┌─ Material for this task

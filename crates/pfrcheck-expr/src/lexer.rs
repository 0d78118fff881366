//! Lexer: tokenizes a rule condition
//!
//! Produces a stream of tokens that the parser consumes. Handles the
//! boolean keywords, field paths, integer literals (decimal, `0x` hex,
//! `0b` binary) and the operator set.

use crate::errors::{ConditionSyntaxError, SyntaxResult};

/// A token produced by the lexer
#[derive(Clone, Debug, PartialEq, Eq)]
pub struct Token {
    pub kind: TokenKind,
    /// The raw text of the token
    pub text: String,
    /// Line number (1-based)
    pub line: usize,
    /// Column number (1-based)
    pub col: usize,
}

impl Token {
    pub fn new(kind: TokenKind, text: impl Into<String>, line: usize, col: usize) -> Self {
        Self {
            kind,
            text: text.into(),
            line,
            col,
        }
    }
}

#[derive(Clone, Debug, PartialEq, Eq)]
pub enum TokenKind {
    // Keywords
    And,
    Or,
    Not,
    True,
    False,

    // Operands
    Number(u64),
    Path,

    // Comparison
    EqEq,
    NotEq,
    Lt,
    Le,
    Gt,
    Ge,

    // Bitwise
    Amp,
    Pipe,
    Caret,
    Tilde,
    Shl,
    Shr,

    OpenParen,
    CloseParen,

    Eof,
}

impl std::fmt::Display for TokenKind {
    fn fmt(&self, f: &mut std::fmt::Formatter<'_>) -> std::fmt::Result {
        match self {
            Self::And => write!(f, "'and'"),
            Self::Or => write!(f, "'or'"),
            Self::Not => write!(f, "'not'"),
            Self::True => write!(f, "'true'"),
            Self::False => write!(f, "'false'"),
            Self::Number(_) => write!(f, "number"),
            Self::Path => write!(f, "field path"),
            Self::EqEq => write!(f, "'=='"),
            Self::NotEq => write!(f, "'!='"),
            Self::Lt => write!(f, "'<'"),
            Self::Le => write!(f, "'<='"),
            Self::Gt => write!(f, "'>'"),
            Self::Ge => write!(f, "'>='"),
            Self::Amp => write!(f, "'&'"),
            Self::Pipe => write!(f, "'|'"),
            Self::Caret => write!(f, "'^'"),
            Self::Tilde => write!(f, "'~'"),
            Self::Shl => write!(f, "'<<'"),
            Self::Shr => write!(f, "'>>'"),
            Self::OpenParen => write!(f, "'('"),
            Self::CloseParen => write!(f, "')'"),
            Self::Eof => write!(f, "end of input"),
        }
    }
}

pub struct Lexer {
    input: Vec<char>,
    pos: usize,
    line: usize,
    col: usize,
}

impl Lexer {
    pub fn new(input: &str) -> Self {
        Self {
            input: input.chars().collect(),
            pos: 0,
            line: 1,
            col: 1,
        }
    }

    /// Tokenize the entire input. The last token is always `Eof`.
    pub fn tokenize(&mut self) -> SyntaxResult<Vec<Token>> {
        let mut tokens = Vec::new();

        loop {
            self.skip_whitespace();

            if self.pos >= self.input.len() {
                tokens.push(Token::new(TokenKind::Eof, "", self.line, self.col));
                break;
            }

            let token = self.next_token()?;
            tokens.push(token);
        }

        Ok(tokens)
    }

    fn next_token(&mut self) -> SyntaxResult<Token> {
        let ch = self.input[self.pos];
        let line = self.line;
        let col = self.col;

        let two = |kind: TokenKind, text: &str, lexer: &mut Lexer| -> SyntaxResult<Token> {
            lexer.advance();
            lexer.advance();
            Ok(Token::new(kind, text, line, col))
        };
        let one = |kind: TokenKind, lexer: &mut Lexer| -> SyntaxResult<Token> {
            lexer.advance();
            Ok(Token::new(kind, ch.to_string(), line, col))
        };

        match ch {
            '(' => one(TokenKind::OpenParen, self),
            ')' => one(TokenKind::CloseParen, self),
            '&' => one(TokenKind::Amp, self),
            '|' => one(TokenKind::Pipe, self),
            '^' => one(TokenKind::Caret, self),
            '~' => one(TokenKind::Tilde, self),
            '=' if self.peek_at(1) == Some('=') => two(TokenKind::EqEq, "==", self),
            '!' if self.peek_at(1) == Some('=') => two(TokenKind::NotEq, "!=", self),
            '<' if self.peek_at(1) == Some('=') => two(TokenKind::Le, "<=", self),
            '<' if self.peek_at(1) == Some('<') => two(TokenKind::Shl, "<<", self),
            '<' => one(TokenKind::Lt, self),
            '>' if self.peek_at(1) == Some('=') => two(TokenKind::Ge, ">=", self),
            '>' if self.peek_at(1) == Some('>') => two(TokenKind::Shr, ">>", self),
            '>' => one(TokenKind::Gt, self),
            c if c.is_ascii_digit() => self.read_number(),
            c if c.is_ascii_alphabetic() || c == '_' => self.read_path_or_keyword(),
            '=' => Err(ConditionSyntaxError::new(
                line,
                col,
                "=",
                "assignment is not supported; use '==' for comparison",
            )),
            _ => Err(ConditionSyntaxError::new(
                line,
                col,
                ch.to_string(),
                format!("unexpected character '{ch}'"),
            )),
        }
    }

    fn read_number(&mut self) -> SyntaxResult<Token> {
        let line = self.line;
        let col = self.col;

        let radix = match (self.input[self.pos], self.peek_at(1)) {
            ('0', Some('x' | 'X')) => 16,
            ('0', Some('b' | 'B')) => 2,
            _ => 10,
        };

        let mut text = String::new();
        if radix != 10 {
            text.push(self.input[self.pos]);
            text.push(self.input[self.pos + 1]);
            self.advance();
            self.advance();
        }

        let mut digits = String::new();
        while self.pos < self.input.len() {
            let c = self.input[self.pos];
            if c.is_ascii_alphanumeric() || c == '_' {
                text.push(c);
                if c != '_' {
                    digits.push(c);
                }
                self.advance();
            } else {
                break;
            }
        }

        if digits.is_empty() {
            return Err(ConditionSyntaxError::new(
                line,
                col,
                text,
                "integer literal has no digits",
            ));
        }

        match u64::from_str_radix(&digits, radix) {
            Ok(value) => Ok(Token::new(TokenKind::Number(value), text, line, col)),
            Err(e) => {
                let message = match e.kind() {
                    std::num::IntErrorKind::PosOverflow => {
                        "integer literal does not fit in 64 bits".to_string()
                    }
                    _ => format!("invalid base-{radix} integer literal"),
                };
                Err(ConditionSyntaxError::new(line, col, text, message))
            }
        }
    }

    fn read_path_or_keyword(&mut self) -> SyntaxResult<Token> {
        let line = self.line;
        let col = self.col;
        let mut text = self.read_identifier();
        let mut dotted = false;

        while self.peek_at(0) == Some('.') {
            dotted = true;
            text.push('.');
            self.advance();
            match self.peek_at(0) {
                Some(c) if c.is_ascii_alphabetic() || c == '_' => {
                    text.push_str(&self.read_identifier());
                }
                _ => {
                    return Err(ConditionSyntaxError::new(
                        line,
                        col,
                        text,
                        "expected a field name after '.'",
                    ));
                }
            }
        }

        let kind = if dotted {
            TokenKind::Path
        } else {
            match text.as_str() {
                "and" => TokenKind::And,
                "or" => TokenKind::Or,
                "not" => TokenKind::Not,
                "true" => TokenKind::True,
                "false" => TokenKind::False,
                _ => TokenKind::Path,
            }
        };

        Ok(Token::new(kind, text, line, col))
    }

    fn read_identifier(&mut self) -> String {
        let mut text = String::new();
        while self.pos < self.input.len()
            && (self.input[self.pos].is_ascii_alphanumeric() || self.input[self.pos] == '_')
        {
            text.push(self.input[self.pos]);
            self.advance();
        }
        text
    }

    fn skip_whitespace(&mut self) {
        while self.pos < self.input.len() && self.input[self.pos].is_whitespace() {
            self.advance();
        }
    }

    fn advance(&mut self) {
        if self.pos < self.input.len() {
            if self.input[self.pos] == '\n' {
                self.line += 1;
                self.col = 1;
            } else {
                self.col += 1;
            }
            self.pos += 1;
        }
    }

    fn peek_at(&self, offset: usize) -> Option<char> {
        self.input.get(self.pos + offset).copied()
    }
}

#[cfg(test)]
mod tests {
    use super::*;

    fn kinds(input: &str) -> Vec<TokenKind> {
        Lexer::new(input)
            .tokenize()
            .unwrap()
            .into_iter()
            .map(|t| t.kind)
            .collect()
    }

    #[test]
    fn test_rule_condition_tokens() {
        let tokens = Lexer::new("(CFPA.A & 0x2FF) == 0").tokenize().unwrap();

        assert_eq!(tokens[0].kind, TokenKind::OpenParen);
        assert_eq!(tokens[1].kind, TokenKind::Path);
        assert_eq!(tokens[1].text, "CFPA.A");
        assert_eq!(tokens[2].kind, TokenKind::Amp);
        assert_eq!(tokens[3].kind, TokenKind::Number(0x2FF));
        assert_eq!(tokens[3].text, "0x2FF");
        assert_eq!(tokens[4].kind, TokenKind::CloseParen);
        assert_eq!(tokens[5].kind, TokenKind::EqEq);
        assert_eq!(tokens[6].kind, TokenKind::Number(0));
        assert_eq!(tokens[7].kind, TokenKind::Eof);
    }

    #[test]
    fn test_keywords_and_dotted_keyword_lookalikes() {
        assert_eq!(
            kinds("not a and b or true false"),
            vec![
                TokenKind::Not,
                TokenKind::Path,
                TokenKind::And,
                TokenKind::Path,
                TokenKind::Or,
                TokenKind::True,
                TokenKind::False,
                TokenKind::Eof,
            ]
        );
        // A dotted path whose last segment spells a keyword is still a path.
        assert_eq!(kinds("CMPA.not"), vec![TokenKind::Path, TokenKind::Eof]);
    }

    #[test]
    fn test_two_char_operators() {
        assert_eq!(
            kinds("== != <= >= << >> < >"),
            vec![
                TokenKind::EqEq,
                TokenKind::NotEq,
                TokenKind::Le,
                TokenKind::Ge,
                TokenKind::Shl,
                TokenKind::Shr,
                TokenKind::Lt,
                TokenKind::Gt,
                TokenKind::Eof,
            ]
        );
    }

    #[test]
    fn test_number_radixes() {
        assert_eq!(
            kinds("10 0x1f 0B101 1_000"),
            vec![
                TokenKind::Number(10),
                TokenKind::Number(0x1f),
                TokenKind::Number(0b101),
                TokenKind::Number(1000),
                TokenKind::Eof,
            ]
        );
    }

    #[test]
    fn test_number_errors() {
        let err = Lexer::new("0x").tokenize().unwrap_err();
        assert_eq!(err.token, "0x");

        let err = Lexer::new("12ab").tokenize().unwrap_err();
        assert_eq!(err.token, "12ab");

        let err = Lexer::new("0x1_0000_0000_0000_0000").tokenize().unwrap_err();
        assert!(err.message.contains("64 bits"));
    }

    #[test]
    fn test_line_and_column_tracking() {
        let tokens = Lexer::new("CFPA.A\n  != 0").tokenize().unwrap();
        assert_eq!((tokens[0].line, tokens[0].col), (1, 1));
        assert_eq!((tokens[1].line, tokens[1].col), (2, 3));
        assert_eq!((tokens[2].line, tokens[2].col), (2, 6));
    }

    #[test]
    fn test_unexpected_characters() {
        let err = Lexer::new("CFPA.A = 1").tokenize().unwrap_err();
        assert_eq!((err.col, err.token.as_str()), (8, "="));

        let err = Lexer::new("a ! b").tokenize().unwrap_err();
        assert_eq!((err.col, err.token.as_str()), (3, "!"));

        let err = Lexer::new("CFPA. A").tokenize().unwrap_err();
        assert_eq!(err.token, "CFPA.");
    }

    #[test]
    fn test_empty_input() {
        let tokens = Lexer::new("   ").tokenize().unwrap();
        assert_eq!(tokens.len(), 1);
        assert_eq!(tokens[0].kind, TokenKind::Eof);
    }
}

└─

[Description of the task]: A bare number should be your reply: how many lines in the entries above include the word "Pipe".

[Answer to this task]: 3